Conclusions and implications

The current study aimed to examine the effects of student’s self-regulation profiles on participation in collaborative activities, retention, and learning in MOOCs. Also, through our research, we tried to investigate whether students’ SRL profiles could become a predictor of participation in collaborative activities. To this extent, we analyzed data from questionnaires provided to students and log files extracted from the MOOC platform. Based on our findings, participation in collaborative activities, student learning outcomes, and dropout rates can be positively affected by combining collaborative activities and interventions to scaffold students’ SRL profile development. Another interesting finding from our study was that students’ self-reported SRL profiles predict participation in collaborative activities. Knowing this and understanding how to intervene to support students with lower SRL scores seems to be a critical issue worth further exploration.

More specifically, we found that SRL-related interventions increased student participation in collaborative activities. As collaborative activities have been proved to contribute to better learning outcomes and positively affect retention in a course (Kumar & Rosé, 2011; Ortega-Arranz et al., 2017), it is crucial (a) to implement such activities in MOOCs and (b) to encourage students through interventions to interact with these activities. This combination can potentially elevate both the learning outcomes and the retention rates of a MOOC.

Furthermore, the differences in completion rates between the students from the general and the personalized intervention groups interestingly and clearly showed that any continual feedback results in greater completion rates. Since the most significant issue of MOOCs is the high dropout rate, it is substantial to structure the courses in a way that can increase completion by incorporating collaborative activities in courses.
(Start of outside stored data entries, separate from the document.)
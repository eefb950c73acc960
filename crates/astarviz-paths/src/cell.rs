//! A single grid square: [`Cell`], its [`Role`], and the [`CellId`] handle
//! used to refer to it.

use std::fmt;

use astarviz_core::Point;

/// Sentinel score meaning "not reached yet" (+infinity).
pub const UNREACHABLE: u32 = u32::MAX;

/// Non-owning handle to a cell: its linear index `row * size + col` in the
/// owning [`Grid`](crate::Grid).
///
/// Handles are only meaningful for the grid that produced them and must not
/// be kept across a grid reset.
#[derive(Copy, Clone, Debug, PartialEq, Eq, Hash, PartialOrd, Ord)]
#[cfg_attr(feature = "serde", derive(serde::Serialize, serde::Deserialize))]
pub struct CellId(pub usize);

impl CellId {
    #[inline]
    pub const fn index(self) -> usize {
        self.0
    }
}

impl fmt::Display for CellId {
    fn fmt(&self, f: &mut fmt::Formatter<'_>) -> fmt::Result {
        write!(f, "#{}", self.0)
    }
}

/// What a cell stands for on the board. A cell holds exactly one role.
#[derive(Copy, Clone, Debug, Default, PartialEq, Eq, Hash)]
#[cfg_attr(feature = "serde", derive(serde::Serialize, serde::Deserialize))]
pub enum Role {
    #[default]
    Empty,
    Start,
    End,
    Barrier,
}

impl Role {
    /// The maze-file character for this role.
    pub const fn as_char(self) -> char {
        match self {
            Self::Empty => '.',
            Self::Start => 's',
            Self::End => 'e',
            Self::Barrier => '#',
        }
    }

    /// Decode a maze-file character. Anything unknown is empty.
    pub const fn from_char(ch: char) -> Self {
        match ch {
            '#' => Self::Barrier,
            's' => Self::Start,
            'e' => Self::End,
            _ => Self::Empty,
        }
    }
}

impl fmt::Display for Role {
    fn fmt(&self, f: &mut fmt::Formatter<'_>) -> fmt::Result {
        f.write_str(match self {
            Self::Empty => "empty",
            Self::Start => "start",
            Self::End => "end",
            Self::Barrier => "barrier",
        })
    }
}

/// One grid square: identity, role and per-search state.
#[derive(Clone, Debug)]
pub struct Cell {
    row: usize,
    col: usize,
    position: Point,
    pub(crate) role: Role,

    // Search state, cleared by `reset_search`.
    pub(crate) visited: bool,
    pub(crate) in_open_set: bool,
    pub(crate) on_path: bool,
    pub(crate) g_score: u32,
    pub(crate) h_score: u32,
    f_score: u32,
    pub(crate) parent: Option<CellId>,
    pub(crate) neighbours: Vec<CellId>,
}

impl Cell {
    pub(crate) fn new(row: usize, col: usize, position: Point) -> Self {
        Self {
            row,
            col,
            position,
            role: Role::Empty,
            visited: false,
            in_open_set: false,
            on_path: false,
            g_score: UNREACHABLE,
            h_score: UNREACHABLE,
            f_score: UNREACHABLE,
            parent: None,
            neighbours: Vec::with_capacity(4),
        }
    }

    #[inline]
    pub fn row(&self) -> usize {
        self.row
    }

    #[inline]
    pub fn col(&self) -> usize {
        self.col
    }

    /// World coordinate of the cell's top-left corner.
    #[inline]
    pub fn position(&self) -> Point {
        self.position
    }

    /// Grid coordinate as a point (x = col, y = row).
    #[inline]
    pub fn coord(&self) -> Point {
        Point::new(self.col as i32, self.row as i32)
    }

    #[inline]
    pub fn role(&self) -> Role {
        self.role
    }

    #[inline]
    pub fn is_start(&self) -> bool {
        self.role == Role::Start
    }

    #[inline]
    pub fn is_end(&self) -> bool {
        self.role == Role::End
    }

    #[inline]
    pub fn is_barrier(&self) -> bool {
        self.role == Role::Barrier
    }

    /// Whether the search has settled this cell.
    #[inline]
    pub fn visited(&self) -> bool {
        self.visited
    }

    /// Whether the cell has ever been put on the frontier. Only used for
    /// display.
    #[inline]
    pub fn in_open_set(&self) -> bool {
        self.in_open_set
    }

    /// Whether the cell lies on the reconstructed path.
    #[inline]
    pub fn on_path(&self) -> bool {
        self.on_path
    }

    #[inline]
    pub fn g_score(&self) -> u32 {
        self.g_score
    }

    #[inline]
    pub fn h_score(&self) -> u32 {
        self.h_score
    }

    /// `g_score + h_score`, saturating at [`UNREACHABLE`].
    #[inline]
    pub fn f_score(&self) -> u32 {
        self.f_score
    }

    #[inline]
    pub fn parent(&self) -> Option<CellId> {
        self.parent
    }

    /// Adjacent non-barrier cells as of the last
    /// [`recompute_neighbours`](crate::Grid::recompute_neighbours).
    #[inline]
    pub fn neighbours(&self) -> &[CellId] {
        &self.neighbours
    }

    /// Set both scores and re-derive `f_score`.
    #[inline]
    pub(crate) fn set_scores(&mut self, g: u32, h: u32) {
        self.g_score = g;
        self.h_score = h;
        self.f_score = g.saturating_add(h);
    }

    pub(crate) fn reset_search(&mut self) {
        self.visited = false;
        self.in_open_set = false;
        self.on_path = false;
        self.set_scores(UNREACHABLE, UNREACHABLE);
        self.parent = None;
    }
}
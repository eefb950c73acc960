use astarviz_core::Point;

use crate::cell::Cell;

/// Manhattan (L1) distance between two points.
#[inline]
pub fn manhattan(a: Point, b: Point) -> u32 {
    (a.x - b.x).unsigned_abs() + (a.y - b.y).unsigned_abs()
}

/// Estimated remaining cost from `a` to `b`.
///
/// This is the Manhattan distance between the two cells' positions measured
/// in cell steps, which equals the number of moves on an empty 4-connected
/// grid. It never overestimates and is consistent for unit edge costs.
#[inline]
pub fn heuristic(a: &Cell, b: &Cell) -> u32 {
    manhattan(a.coord(), b.coord())
}
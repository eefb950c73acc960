//! Input events: [`Msg`], [`Key`], [`MouseAction`], [`ModMask`].

use std::time::Instant;

use crate::geom::Point;

// ---------------------------------------------------------------------------
// Key
// ---------------------------------------------------------------------------

/// A keyboard key.
#[derive(Clone, Debug, PartialEq, Eq, Hash)]
#[cfg_attr(feature = "serde", derive(serde::Serialize, serde::Deserialize))]
pub enum Key {
    ArrowUp,
    ArrowDown,
    ArrowLeft,
    ArrowRight,
    Escape,
    Enter,
    Tab,
    Space,
    Backspace,
    Delete,
    /// A printable character.
    Char(char),
}

// ---------------------------------------------------------------------------
// ModMask
// ---------------------------------------------------------------------------

/// Bitmask of modifier keys held during an input event.
#[derive(Copy, Clone, Debug, PartialEq, Eq, Hash, Default)]
#[cfg_attr(feature = "serde", derive(serde::Serialize, serde::Deserialize))]
pub struct ModMask(pub u8);

impl ModMask {
    pub const NONE: Self = Self(0);
    pub const SHIFT: Self = Self(1 << 0);
    pub const CTRL: Self = Self(1 << 1);
    pub const ALT: Self = Self(1 << 2);

    /// Whether this mask contains all bits of `other`.
    #[inline]
    pub const fn contains(self, other: Self) -> bool {
        (self.0 & other.0) == other.0
    }

    #[inline]
    pub const fn is_empty(self) -> bool {
        self.0 == 0
    }
}

impl std::ops::BitOr for ModMask {
    type Output = Self;
    #[inline]
    fn bitor(self, rhs: Self) -> Self {
        Self(self.0 | rhs.0)
    }
}

// ---------------------------------------------------------------------------
// MouseAction
// ---------------------------------------------------------------------------

/// A mouse action.
#[derive(Copy, Clone, Debug, PartialEq, Eq, Hash)]
#[cfg_attr(feature = "serde", derive(serde::Serialize, serde::Deserialize))]
pub enum MouseAction {
    /// Primary (left) button pressed.
    Main,
    /// Middle button pressed.
    Auxiliary,
    /// Secondary (right) button pressed.
    Secondary,
    /// Mouse moved with the primary button held.
    DragMain,
    /// Mouse moved with the secondary button held.
    DragSecondary,
    /// Button released.
    Release,
    /// Mouse moved (no button held).
    Move,
}

// ---------------------------------------------------------------------------
// Msg
// ---------------------------------------------------------------------------

/// An input message delivered to the application.
#[derive(Clone, Debug)]
pub enum Msg {
    /// A key was pressed.
    KeyDown {
        key: Key,
        modifiers: ModMask,
        time: Instant,
    },
    /// A mouse event.
    Mouse {
        action: MouseAction,
        pos: Point,
        modifiers: ModMask,
        time: Instant,
    },
    /// The terminal was resized.
    Screen {
        width: i32,
        height: i32,
        time: Instant,
    },
    /// Sent once when the application starts.
    Init,
    /// Request to quit.
    Quit,
}

impl Msg {
    /// Convenience: create a `KeyDown` with no modifiers.
    pub fn key(key: Key) -> Self {
        Self::KeyDown {
            key,
            modifiers: ModMask::NONE,
            time: Instant::now(),
        }
    }

    /// Convenience: create a `Mouse` message with no modifiers.
    pub fn mouse(action: MouseAction, pos: Point) -> Self {
        Self::Mouse {
            action,
            pos,
            modifiers: ModMask::NONE,
            time: Instant::now(),
        }
    }
}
Several types of collaborative activities can be embedded in a MOOC. For example, our research employed chat-based activities that students had to complete in dyads. We believe that this research opens new opportunities to use SRL-related interventions for both instructors and researchers. If our findings can be generalized to several types of collaborative activities, they may impact the structure of many online courses aiming to reduce dropout rates and enhance learning outcomes.